## [DATA SUPPLIED]

☆ ☆ ☆ ☆ ☆ ☆ ☆

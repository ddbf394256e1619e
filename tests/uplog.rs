mod common;

use common::{config, content, manager, token, MockStorage};
use resumable_uploader::batch::{BatchJob, BatchReport};
use resumable_uploader::uplog::{LockPolicy, UplogRecord};
use std::path::Path;
use std::sync::atomic::Ordering;
use std::time::Duration;

const MIB: usize = 1 << 20;

fn local_lines(path: &Path) -> usize {
    std::fs::read_to_string(path)
        .map(|content| content.lines().count())
        .unwrap_or(0)
}

async fn wait_for(mut done: impl FnMut() -> bool) {
    tokio::time::timeout(Duration::from_secs(5), async {
        while !done() {
            tokio::time::sleep(Duration::from_millis(10)).await;
        }
    })
    .await
    .expect("condition not reached in time");
}

async fn batch_ships_log(policy: LockPolicy) {
    let dir = tempfile::tempdir().unwrap();
    let log_path = dir.path().join("uplog").join("uplog.log");
    let storage = MockStorage::new();
    storage.delay_uplog(Duration::from_millis(200));
    let config = config(dir.path())
        .uplog_enabled(true)
        .uplog_host("uplog.test")
        .uplog_path(&log_path)
        .uplog_upload_threshold(1)
        .uplog_lock_policy(policy)
        .build();
    let manager = manager(config, &storage);
    let batch = manager.batch_for(token("bucket")).thread_pool_size(8);

    for i in 0..8 {
        let size = if i % 2 == 0 { 2000 } else { 5 * MIB };
        let job = BatchJob::builder()
            .key(format!("logged/{}", i))
            .upload_bytes(content(size, 300 + i as u64));
        batch.submit(job).unwrap();
    }

    let report = tokio::time::timeout(Duration::from_secs(20), batch.start())
        .await
        .expect("batch stalled while the upload log was shipping");
    assert_eq!(report, BatchReport { succeeded: 8, failed: 0 }, "{:?}", policy);
    for i in 0..8 {
        assert!(storage.object(&format!("logged/{}", i)).is_some());
    }

    // every exchange is logged exactly once, either shipped or still on disk
    wait_for(|| storage.uplog_calls.load(Ordering::SeqCst) > 0).await;
    wait_for(|| storage.uplog_lines().len() + local_lines(&log_path) == storage.exchanges()).await;

    for line in storage.uplog_lines() {
        let record: UplogRecord = serde_json::from_str(&line).unwrap();
        assert_eq!(record.status_code, Some(200));
    }
}

#[tokio::test]
async fn test_batch_with_shared_append_lock_ships_log() {
    batch_ships_log(LockPolicy::SharedAppendExclusiveUpload).await;
}

#[tokio::test]
async fn test_batch_with_exclusive_lock_ships_log() {
    batch_ships_log(LockPolicy::AlwaysExclusive).await;
}

#[tokio::test(flavor = "multi_thread", worker_threads = 4)]
async fn test_batch_on_multi_thread_runtime_ships_log() {
    batch_ships_log(LockPolicy::AlwaysExclusive).await;
}
use super::progress::{ProgressCallback, ProgressTracker};
use super::{form, resumable, UploadManager, UploadResponse};
use crate::error::{ErrorContext, Result, UploadError};
use crate::region::Region;
use crate::upload_token::UploadToken;
use bytes::Bytes;
use std::path::{Path, PathBuf};
use std::sync::Arc;
use tokio::io::{AsyncRead, AsyncReadExt, AsyncSeekExt};
use tokio::sync::Mutex;
use tracing::info;

/// Whether an upload goes through the chunked protocol
#[derive(Debug, Clone, Copy, PartialEq, Eq, Default)]
pub enum ResumablePolicy {
    /// Chunked only above the configured upload threshold
    #[default]
    Threshold,
    Always,
    Never,
}

impl ResumablePolicy {
    pub fn is_chunked(self, size: u64, threshold: u64) -> bool {
        match self {
            ResumablePolicy::Threshold => size > threshold,
            ResumablePolicy::Always => true,
            ResumablePolicy::Never => false,
        }
    }
}

/// A reader consumed front to back whose size is not known up front
#[derive(Clone)]
pub struct StreamSource {
    reader: Arc<Mutex<Box<dyn AsyncRead + Send + Unpin>>>,
}

impl std::fmt::Debug for StreamSource {
    fn fmt(&self, f: &mut std::fmt::Formatter<'_>) -> std::fmt::Result {
        f.debug_struct("StreamSource").finish_non_exhaustive()
    }
}

impl StreamSource {
    pub fn new(reader: impl AsyncRead + Send + Unpin + 'static) -> Self {
        Self {
            reader: Arc::new(Mutex::new(Box::new(reader))),
        }
    }

    /// Next `len` bytes; shorter only at the end of the stream
    pub(crate) async fn read_block(&self, len: u64) -> Result<Bytes> {
        let mut reader = self.reader.lock().await;
        let mut buffer = Vec::with_capacity(len as usize);
        (&mut *reader)
            .take(len)
            .read_to_end(&mut buffer)
            .await
            .context("Failed to read upload stream")?;
        Ok(Bytes::from(buffer))
    }

    pub(crate) async fn read_to_end(&self) -> Result<Bytes> {
        let mut reader = self.reader.lock().await;
        let mut buffer = Vec::new();
        reader
            .read_to_end(&mut buffer)
            .await
            .context("Failed to read upload stream")?;
        Ok(Bytes::from(buffer))
    }
}

/// Where the object content comes from
#[derive(Debug, Clone)]
pub enum UploadSource {
    File(PathBuf),
    Bytes(Bytes),
    Stream(StreamSource),
}

impl UploadSource {
    /// `None` for streams
    pub fn size(&self) -> Result<Option<u64>> {
        match self {
            UploadSource::File(path) => Ok(Some(
                std::fs::metadata(path)
                    .context("Failed to stat upload source")?
                    .len(),
            )),
            UploadSource::Bytes(data) => Ok(Some(data.len() as u64)),
            UploadSource::Stream(_) => Ok(None),
        }
    }

    pub fn path(&self) -> Option<&Path> {
        match self {
            UploadSource::File(path) => Some(path),
            UploadSource::Bytes(_) | UploadSource::Stream(_) => None,
        }
    }

    pub(crate) async fn read_all(&self) -> Result<Bytes> {
        match self {
            UploadSource::File(path) => Ok(Bytes::from(
                tokio::fs::read(path)
                    .await
                    .context("Failed to read upload source")?,
            )),
            UploadSource::Bytes(data) => Ok(data.clone()),
            UploadSource::Stream(stream) => stream.read_to_end().await,
        }
    }

    /// Reads exactly `len` bytes at `offset`; less data is an integrity error
    pub(crate) async fn read_range(&self, offset: u64, len: u64) -> Result<Bytes> {
        match self {
            UploadSource::File(path) => {
                let mut file = tokio::fs::File::open(path)
                    .await
                    .context("Failed to open upload source")?;
                file.seek(std::io::SeekFrom::Start(offset)).await?;
                let mut buffer = Vec::with_capacity(len as usize);
                file.take(len).read_to_end(&mut buffer).await?;
                if (buffer.len() as u64) < len {
                    return Err(short_read(offset, len, buffer.len() as u64));
                }
                Ok(Bytes::from(buffer))
            }
            UploadSource::Bytes(data) => {
                let start = (offset as usize).min(data.len());
                let end = (offset.saturating_add(len) as usize).min(data.len());
                if ((end - start) as u64) < len {
                    return Err(short_read(offset, len, (end - start) as u64));
                }
                Ok(data.slice(start..end))
            }
            UploadSource::Stream(_) => Err(UploadError::Integrity(
                "Streams can only be read front to back".to_string(),
            )),
        }
    }
}

fn short_read(offset: u64, expected: u64, got: u64) -> UploadError {
    UploadError::Integrity(format!(
        "Short read at offset {}: expected {} bytes, got {}",
        offset, expected, got
    ))
}

/// Object-level options shared by single uploads and batch jobs
#[derive(Debug, Clone, Default)]
pub struct UploadParams {
    pub key: Option<String>,
    pub file_name: Option<String>,
    pub mime: Option<String>,
    /// Custom variables, names without the `x:` prefix
    pub vars: Vec<(String, String)>,
    /// Object metadata, names without the `x-qn-meta-` prefix
    pub metadata: Vec<(String, String)>,
}

impl UploadParams {
    pub(crate) fn file_name_for(&self, source: &UploadSource) -> String {
        self.file_name
            .clone()
            .or_else(|| {
                source
                    .path()
                    .and_then(Path::file_name)
                    .map(|name| name.to_string_lossy().into_owned())
            })
            .or_else(|| self.key.clone())
            .unwrap_or_else(|| "untitled".to_string())
    }
}

/// Per-upload knobs, resolved from the uploader or batch job
#[derive(Clone)]
pub(crate) struct UploadOptions {
    pub policy: ResumablePolicy,
    /// Overrides the configured upload threshold
    pub upload_threshold: Option<u64>,
    /// Verify block checksums and the returned content hash
    pub checksum: bool,
    pub max_concurrency: usize,
    pub on_progress: Option<ProgressCallback>,
}

impl UploadOptions {
    pub fn new(max_concurrency: usize) -> Self {
        Self {
            policy: ResumablePolicy::default(),
            upload_threshold: None,
            checksum: true,
            max_concurrency,
            on_progress: None,
        }
    }

    /// Streams of unknown size are chunked unless the policy forbids it
    fn is_chunked(&self, size: Option<u64>, configured_threshold: u64) -> bool {
        match size {
            Some(size) => self
                .policy
                .is_chunked(size, self.upload_threshold.unwrap_or(configured_threshold)),
            None => self.policy != ResumablePolicy::Never,
        }
    }
}

/// Everything one upload needs while it runs
pub(crate) struct UploadSession<'a> {
    pub manager: &'a UploadManager,
    pub token: &'a UploadToken,
    pub regions: &'a [Region],
    pub params: &'a UploadParams,
    pub source: &'a UploadSource,
    /// `None` until a stream has been read to its end
    pub size: Option<u64>,
    pub progress: &'a ProgressTracker,
    pub max_concurrency: usize,
    pub checksum: bool,
}

/// Runs one upload, picking direct or chunked by size and policy.
/// The caller holds the job's permit of the shared concurrency budget.
pub(crate) async fn run_upload(
    manager: &UploadManager,
    token: &UploadToken,
    params: &UploadParams,
    source: &UploadSource,
    options: UploadOptions,
) -> Result<UploadResponse> {
    let size = source.size()?;
    let regions = manager.regions_for(token).await?;
    let progress = ProgressTracker::new(size, options.on_progress.clone());
    let chunked = options.is_chunked(size, manager.config().upload_threshold());

    info!(
        bucket = token.bucket(),
        key = params.key.as_deref().unwrap_or_default(),
        size = ?size,
        chunked = chunked,
        "Starting upload"
    );

    let session = UploadSession {
        manager,
        token,
        regions: &regions,
        params,
        source,
        size,
        progress: &progress,
        max_concurrency: options.max_concurrency.max(1),
        checksum: options.checksum,
    };
    let response = if chunked {
        resumable::upload(&session).await?
    } else {
        form::upload(&session).await?
    };
    progress.finish();

    info!(
        bucket = token.bucket(),
        key = response.key().unwrap_or_default(),
        hash = response.hash().unwrap_or_default(),
        "Upload finished"
    );
    Ok(response)
}

#[cfg(test)]
mod tests {
    use super::*;

    #[test]
    fn test_policy_decision() {
        let threshold = 4 << 20;
        assert!(!ResumablePolicy::Threshold.is_chunked(threshold, threshold));
        assert!(ResumablePolicy::Threshold.is_chunked(threshold + 1, threshold));
        assert!(ResumablePolicy::Always.is_chunked(1, threshold));
        assert!(!ResumablePolicy::Never.is_chunked(threshold * 10, threshold));
    }

    #[tokio::test]
    async fn test_read_range_from_file() {
        let dir = tempfile::tempdir().unwrap();
        let path = dir.path().join("data.bin");
        std::fs::write(&path, b"0123456789").unwrap();
        let source = UploadSource::File(path);

        assert_eq!(source.size().unwrap(), Some(10));
        assert_eq!(&source.read_range(4, 3).await.unwrap()[..], b"456");
        let err = source.read_range(8, 4).await.unwrap_err();
        assert!(matches!(err, UploadError::Integrity(_)));
    }

    #[tokio::test]
    async fn test_read_range_from_bytes() {
        let source = UploadSource::Bytes(Bytes::from_static(b"abcdef"));
        assert_eq!(&source.read_range(0, 6).await.unwrap()[..], b"abcdef");
        assert!(source.read_range(5, 2).await.is_err());
        assert!(source.read_range(10, 1).await.is_err());
    }

    #[test]
    fn test_file_name_fallbacks() {
        let mut params = UploadParams::default();
        let bytes = UploadSource::Bytes(Bytes::new());
        assert_eq!(params.file_name_for(&bytes), "untitled");

        params.key = Some("dir/key.txt".to_string());
        assert_eq!(params.file_name_for(&bytes), "dir/key.txt");
        let file = UploadSource::File(PathBuf::from("/tmp/report.pdf"));
        assert_eq!(params.file_name_for(&file), "report.pdf");

        params.file_name = Some("custom.bin".to_string());
        assert_eq!(params.file_name_for(&file), "custom.bin");
    }

    #[test]
    fn test_threshold_override_and_unknown_size() {
        let mut options = UploadOptions::new(1);
        assert!(!options.is_chunked(Some(100), 4 << 20));
        options.upload_threshold = Some(64);
        assert!(options.is_chunked(Some(100), 4 << 20));

        assert!(options.is_chunked(None, 4 << 20));
        options.policy = ResumablePolicy::Never;
        assert!(!options.is_chunked(None, 4 << 20));
    }

    #[tokio::test]
    async fn test_stream_reads_blocks_in_order() {
        let stream = StreamSource::new(std::io::Cursor::new(b"0123456789".to_vec()));
        let source = UploadSource::Stream(stream.clone());
        assert_eq!(source.size().unwrap(), None);

        assert_eq!(&stream.read_block(4).await.unwrap()[..], b"0123");
        assert_eq!(&stream.read_block(4).await.unwrap()[..], b"4567");
        assert_eq!(&stream.read_block(4).await.unwrap()[..], b"89");
        assert!(stream.read_block(4).await.unwrap().is_empty());
        assert!(source.read_range(0, 1).await.is_err());
    }
}
//! Resumable, failover-aware uploads to object storage.
//!
//! Small objects go up in a single form POST, large ones block by block over
//! the `mkblk`/`mkfile` protocol with on-disk progress records. Endpoints that
//! misbehave are frozen for a while and requests rotate to the next one.

pub mod batch;
pub mod config;
pub mod credential;
pub mod domains;
pub mod error;
pub mod etag;
pub mod http;
pub mod logging;
pub mod region;
pub mod time;
pub mod upload;
pub mod upload_token;
pub mod uplog;

pub use batch::{BatchJob, BatchJobBuilder, BatchReport, BatchUploader};
pub use config::{Config, ConfigBuilder};
pub use credential::Credential;
pub use domains::{DomainsManager, DomainsManagerBuilder};
pub use error::{ErrorKind, HttpError, Result, RetryDecision, RetryKind, UploadError};
pub use region::{Region, UpPurpose};
pub use upload::{FileUploader, ResumablePolicy, UploadManager, UploadResponse};
pub use upload_token::{UploadPolicy, UploadPolicyBuilder, UploadToken};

☆ ☆ ☆ ☆ ☆ ☆ ☆

## [WHAT YOU SHOULD DO]
The answer must hold exactly the lines of the entries above, from the first line through the line that contains "use std::time::Duration;", and no others.

## [THE COMPLETED TASK]
repository ddbf394256e1619e
filename tests/uplog.rs
mod common;

use common::{config, content, manager, token, MockStorage};
use resumable_uploader::batch::{BatchJob, BatchReport};
use resumable_uploader::uplog::{LockPolicy, UplogRecord};
use std::path::Path;
use std::sync::atomic::Ordering;
use std::time::Duration;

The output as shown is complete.